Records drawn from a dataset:
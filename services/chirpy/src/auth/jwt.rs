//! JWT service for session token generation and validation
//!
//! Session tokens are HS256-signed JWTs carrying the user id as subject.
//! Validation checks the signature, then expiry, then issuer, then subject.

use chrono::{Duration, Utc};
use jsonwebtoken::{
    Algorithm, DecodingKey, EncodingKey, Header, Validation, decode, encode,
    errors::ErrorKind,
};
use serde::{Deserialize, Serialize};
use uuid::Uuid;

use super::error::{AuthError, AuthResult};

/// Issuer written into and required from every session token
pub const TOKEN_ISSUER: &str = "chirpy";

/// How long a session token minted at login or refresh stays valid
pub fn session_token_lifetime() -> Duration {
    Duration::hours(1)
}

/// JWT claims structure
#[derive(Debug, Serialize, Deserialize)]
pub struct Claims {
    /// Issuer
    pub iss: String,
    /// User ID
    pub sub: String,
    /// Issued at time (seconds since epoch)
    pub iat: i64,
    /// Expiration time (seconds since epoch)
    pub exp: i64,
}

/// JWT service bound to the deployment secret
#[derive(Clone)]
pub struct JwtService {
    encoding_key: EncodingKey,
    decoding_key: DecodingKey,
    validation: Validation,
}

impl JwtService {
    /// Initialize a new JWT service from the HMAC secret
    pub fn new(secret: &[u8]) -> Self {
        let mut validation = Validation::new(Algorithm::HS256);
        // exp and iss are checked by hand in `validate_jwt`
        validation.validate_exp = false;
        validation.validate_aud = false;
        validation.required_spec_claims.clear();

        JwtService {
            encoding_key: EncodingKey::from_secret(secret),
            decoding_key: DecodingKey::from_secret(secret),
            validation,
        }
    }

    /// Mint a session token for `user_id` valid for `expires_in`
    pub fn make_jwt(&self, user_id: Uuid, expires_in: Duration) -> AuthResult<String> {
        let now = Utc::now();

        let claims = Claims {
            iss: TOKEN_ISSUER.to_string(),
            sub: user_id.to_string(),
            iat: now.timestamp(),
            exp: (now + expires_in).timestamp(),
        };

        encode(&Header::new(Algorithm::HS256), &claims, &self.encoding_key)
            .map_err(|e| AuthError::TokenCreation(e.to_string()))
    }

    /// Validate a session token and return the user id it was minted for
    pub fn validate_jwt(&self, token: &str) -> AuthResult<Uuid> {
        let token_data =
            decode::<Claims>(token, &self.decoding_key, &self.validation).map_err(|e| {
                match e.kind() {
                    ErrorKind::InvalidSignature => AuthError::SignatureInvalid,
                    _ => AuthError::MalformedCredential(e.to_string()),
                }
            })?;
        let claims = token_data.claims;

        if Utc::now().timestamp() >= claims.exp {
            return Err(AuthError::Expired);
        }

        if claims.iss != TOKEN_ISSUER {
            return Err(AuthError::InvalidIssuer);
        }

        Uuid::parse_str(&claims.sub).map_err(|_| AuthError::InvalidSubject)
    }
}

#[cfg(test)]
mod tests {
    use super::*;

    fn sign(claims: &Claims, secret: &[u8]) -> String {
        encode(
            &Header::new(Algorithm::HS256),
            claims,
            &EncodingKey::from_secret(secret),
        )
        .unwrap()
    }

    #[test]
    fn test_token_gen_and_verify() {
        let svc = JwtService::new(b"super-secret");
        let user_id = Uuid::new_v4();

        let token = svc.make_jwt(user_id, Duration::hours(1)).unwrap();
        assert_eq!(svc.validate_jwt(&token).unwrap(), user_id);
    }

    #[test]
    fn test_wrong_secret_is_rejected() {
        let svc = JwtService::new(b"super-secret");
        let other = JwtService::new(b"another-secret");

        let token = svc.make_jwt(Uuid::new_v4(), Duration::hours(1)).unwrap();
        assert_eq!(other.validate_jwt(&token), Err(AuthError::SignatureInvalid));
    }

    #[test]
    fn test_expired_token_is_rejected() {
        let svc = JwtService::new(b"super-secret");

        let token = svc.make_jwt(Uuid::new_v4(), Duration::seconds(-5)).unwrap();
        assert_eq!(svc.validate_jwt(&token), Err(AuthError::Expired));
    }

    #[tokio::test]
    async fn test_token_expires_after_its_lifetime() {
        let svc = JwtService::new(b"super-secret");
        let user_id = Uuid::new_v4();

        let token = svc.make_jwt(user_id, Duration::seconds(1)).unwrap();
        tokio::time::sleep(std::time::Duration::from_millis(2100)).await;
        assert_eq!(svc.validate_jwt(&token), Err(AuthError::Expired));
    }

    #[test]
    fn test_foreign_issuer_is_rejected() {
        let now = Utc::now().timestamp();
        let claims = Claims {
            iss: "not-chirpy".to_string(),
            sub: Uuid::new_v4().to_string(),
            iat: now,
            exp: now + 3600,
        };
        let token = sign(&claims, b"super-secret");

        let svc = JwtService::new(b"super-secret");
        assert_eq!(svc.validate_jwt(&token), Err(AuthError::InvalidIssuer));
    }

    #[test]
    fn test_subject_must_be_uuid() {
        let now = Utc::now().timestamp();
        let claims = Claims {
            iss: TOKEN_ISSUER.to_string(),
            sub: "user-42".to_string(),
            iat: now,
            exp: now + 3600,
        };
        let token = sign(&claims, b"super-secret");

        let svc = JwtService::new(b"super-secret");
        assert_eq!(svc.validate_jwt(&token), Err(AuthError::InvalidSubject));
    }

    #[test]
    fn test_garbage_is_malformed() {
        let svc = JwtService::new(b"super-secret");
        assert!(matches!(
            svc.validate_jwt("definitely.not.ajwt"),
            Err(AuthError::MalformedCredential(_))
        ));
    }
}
--
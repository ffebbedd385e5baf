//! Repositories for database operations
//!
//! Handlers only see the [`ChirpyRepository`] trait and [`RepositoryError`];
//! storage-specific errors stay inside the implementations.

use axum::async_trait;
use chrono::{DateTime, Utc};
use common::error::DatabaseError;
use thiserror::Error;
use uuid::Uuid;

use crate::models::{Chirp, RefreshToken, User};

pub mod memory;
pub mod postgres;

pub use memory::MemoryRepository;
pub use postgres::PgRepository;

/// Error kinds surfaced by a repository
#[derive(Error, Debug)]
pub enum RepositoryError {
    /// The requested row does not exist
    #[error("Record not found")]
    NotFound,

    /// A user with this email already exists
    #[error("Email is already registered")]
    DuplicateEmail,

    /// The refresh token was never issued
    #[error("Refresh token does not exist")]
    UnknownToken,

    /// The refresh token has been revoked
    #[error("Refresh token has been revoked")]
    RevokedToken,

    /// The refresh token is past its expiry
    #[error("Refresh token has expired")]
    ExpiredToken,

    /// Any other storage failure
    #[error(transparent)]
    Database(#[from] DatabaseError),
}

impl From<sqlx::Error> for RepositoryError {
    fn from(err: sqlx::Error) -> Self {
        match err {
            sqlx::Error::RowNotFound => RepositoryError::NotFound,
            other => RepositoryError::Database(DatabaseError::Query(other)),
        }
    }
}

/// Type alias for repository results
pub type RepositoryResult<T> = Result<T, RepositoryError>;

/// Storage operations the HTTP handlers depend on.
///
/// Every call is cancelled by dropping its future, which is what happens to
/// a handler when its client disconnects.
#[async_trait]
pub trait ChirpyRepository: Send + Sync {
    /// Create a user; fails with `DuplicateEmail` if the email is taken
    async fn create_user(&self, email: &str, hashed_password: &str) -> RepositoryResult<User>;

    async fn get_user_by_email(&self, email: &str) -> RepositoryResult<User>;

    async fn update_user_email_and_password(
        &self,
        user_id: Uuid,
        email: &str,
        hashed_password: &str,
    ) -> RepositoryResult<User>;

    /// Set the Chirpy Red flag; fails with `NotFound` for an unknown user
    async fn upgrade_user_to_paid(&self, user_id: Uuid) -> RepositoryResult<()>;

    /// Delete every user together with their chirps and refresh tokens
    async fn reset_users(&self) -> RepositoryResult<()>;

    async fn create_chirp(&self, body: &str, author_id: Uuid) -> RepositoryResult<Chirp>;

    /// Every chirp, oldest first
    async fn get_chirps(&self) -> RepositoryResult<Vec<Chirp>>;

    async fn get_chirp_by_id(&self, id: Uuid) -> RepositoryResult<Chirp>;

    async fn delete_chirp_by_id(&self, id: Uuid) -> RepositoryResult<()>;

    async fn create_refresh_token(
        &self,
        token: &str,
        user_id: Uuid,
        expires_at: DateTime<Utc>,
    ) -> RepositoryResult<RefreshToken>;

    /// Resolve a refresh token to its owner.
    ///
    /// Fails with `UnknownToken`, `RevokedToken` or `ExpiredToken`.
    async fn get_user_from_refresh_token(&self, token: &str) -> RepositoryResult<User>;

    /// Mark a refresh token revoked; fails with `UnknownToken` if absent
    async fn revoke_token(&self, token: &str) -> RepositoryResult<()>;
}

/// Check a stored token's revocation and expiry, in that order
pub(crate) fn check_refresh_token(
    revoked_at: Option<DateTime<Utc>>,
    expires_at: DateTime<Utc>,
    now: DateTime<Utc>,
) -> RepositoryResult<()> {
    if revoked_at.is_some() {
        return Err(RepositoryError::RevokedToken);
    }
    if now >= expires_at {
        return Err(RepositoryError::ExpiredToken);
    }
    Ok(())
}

▶ _Instructions to follow_: Reproduce each line of the records in which "encode" appears.

▶ _Output for this exercise_:
    Algorithm, DecodingKey, EncodingKey, Header, Validation, decode, encode,
        encode(&Header::new(Algorithm::HS256), &claims, &self.encoding_key)
        encode(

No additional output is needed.